そして、公爵家の人たちと再び会う時までには、私たちの関係をはっきりさせておきたいと思った。
「ルクスさん、次のお休みに話したいことがあるんです」
「今でもいいよ?」
「仕事のことではないので、ゆっくり話したいと思いまして」
ルクスさんは意図を察したのか、真剣な表情で「分かった」と答える。
当日になって慌てないよう、あと三日のうちに何を話すか整理しておこう。
◇◇◇
翌朝、目覚めると外は一夜にして銀世界となっていた。
夜のうちにかなり降ったらしく、足首が軽く埋まるほど雪が積もっている。
「まだ降り止まなそうですね」
「例年より冷えるのかも。早めに冬越しの準備をしておいて良かった」
多年草のハーブたちは、根を残してカットされたり、鉢植えに移して軒下や室内に避難させられたり、ルクスさんによってしっかり守られている。
一年草のハーブは種を回収しておいて、春になったらまた育て始めるそうだ。
生命力の強いハーブが多いから楽だよ、ってルクスさんは言うけど、何だかんだ大変だし、やっぱり好きじゃないとできないだろうな……。

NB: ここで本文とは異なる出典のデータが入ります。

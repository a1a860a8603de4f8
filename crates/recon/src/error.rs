use std::fmt;

#[derive(Debug)]
pub enum ReconError {
    /// TOML parse / deserialization error.
    ConfigParse(String),
    /// Config validation error (empty name, duplicate field key, etc.).
    ConfigValidation(String),
    /// An input file could not be opened or read.
    InputAccess { source: String, path: String, message: String },
    /// Input content is not a JSON array of record-shaped objects.
    Parse { source: String, message: String },
}

impl ReconError {
    pub fn parse(source: &str, message: impl Into<String>) -> Self {
        Self::Parse { source: source.into(), message: message.into() }
    }
}

impl fmt::Display for ReconError {
    fn fmt(&self, f: &mut fmt::Formatter<'_>) -> fmt::Result {
        match self {
            Self::ConfigParse(msg) => write!(f, "config parse error: {msg}"),
            Self::ConfigValidation(msg) => write!(f, "config validation error: {msg}"),
            Self::InputAccess { source, path, message } => {
                write!(f, "{source}: cannot read {path}: {message}")
            }
            Self::Parse { source, message } => write!(f, "{source}: malformed input: {message}"),
        }
    }
}

impl std::error::Error for ReconError {}
use crate::model::{IndexStats, Mismatch, MismatchKind, ReconSummary};

/// Compute summary statistics from the mismatch list.
pub fn compute_summary(
    reference_records: usize,
    subject_records: usize,
    mismatches: &[Mismatch],
    index: IndexStats,
) -> ReconSummary {
    let mut missing_operator = 0;
    let mut missing_snapshot = 0;

    for m in mismatches {
        match m.kind {
            MismatchKind::MissingOperator => missing_operator += 1,
            MismatchKind::MissingSnapshot => missing_snapshot += 1,
        }
    }

    ReconSummary {
        reference_records,
        subject_records,
        matched: subject_records - mismatches.len(),
        missing_operator,
        missing_snapshot,
        total_mismatches: mismatches.len(),
        index,
    }
}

私のお菓子作りもそうだ。それなりに手間はかかるけど、好きだから楽しくやれている。
「今日はサイモンさんも来れないって言ってましたし、お客さんはあまり来ないかもしれませんね」
「雪が降る時期は、街からのお客さんは減るかもしれないけど、物流関係は動くから立ち寄ってくれるかもしれないよ」
ルクスさんがそう言った直後、扉が開いて寒さに凍えた青年が入ってくる。
「さ、さむい、死ぬ」
「いらっしゃいませ。大丈夫ですか?」
黒い制服……騎士団の人?
実際に騎士団の服を見たことがあるわけではなかったけど、そうではないかと直感する装いだった。
「オリンズ……」
「ル、ルトヴィエ隊長!?」
二人のやりとりを見て確信する。
この人、ルクスさんの元同僚だ!
「どうしてここに?」
「色々ありまして。伝令任務の途中だったんです」
「……エゼライ関係?」
「いや、はい、まぁ。そんなところですけど、大したことではないんです。それより一大事はこの雪ですよ!」
オリンズと呼ばれた赤毛の青年は、自身の体をぎゅっと抱きしめ、ガタガタ震えている。
騎士団の制服は、アニメや漫画に出てくるようなかっこいいデザインだった。
肌の露出はないけれど、雪が降る中、コートなしでは凍えるだろう。
「どうしてそんな薄着で来たの」
「南はびっくりするほど暖かかったんです。こんなの異常気象ですよ」
「仕方ないな」
ルクスさんは溜め息をつき、掌を彼に向けると、ふわっと温かい風が吹いた。
髪を乾かす時に使ってくれていた、対象を温める魔法だろう。
「ありがとうございます。流石です……!!」
「ここを出る時は、僕の使ってない上着をあげるよ」
オリンズさんはルクスさんに懐いているように見える一方で、ルクスさんは幼馴染や公爵家の人に対してとは、また違った雰囲気で彼に接している。
なんというか、扱いが少し雑だ。
「何か飲んでく?」
「温かいものをください。あと何かお腹を満たせるものがあると嬉しいです」
オリンズさんは夜通し馬を走らせていたのだと言って、疲れた様子でカウンター席につく。
「スズ、余り物でいいから朝食を用意してあげて」
ルクスさんはそう言って、ハーブティーの準備を始める。
「何か嫌いな食材はありますか?」
「いえ、特にないです」
「それならこちらで適当に作りますね」
ベーコンと卵のホットサンドを作って、昨日の余りのラタトゥーユとグリーンサラダ、剥きりんごを載せれば、特別モーニングプレートの完成だ。
「どうぞ」
「あ……ありがとうございます」
オリンズさんは、今度は逆に温まりすぎたのか、ぼんやり私を眺めてからルクスさんに尋ねる。
「隊長、こちらの可愛らしい方は……?」
ルクスさんは咳払いをしてから、「僕の大切な人」と答えた。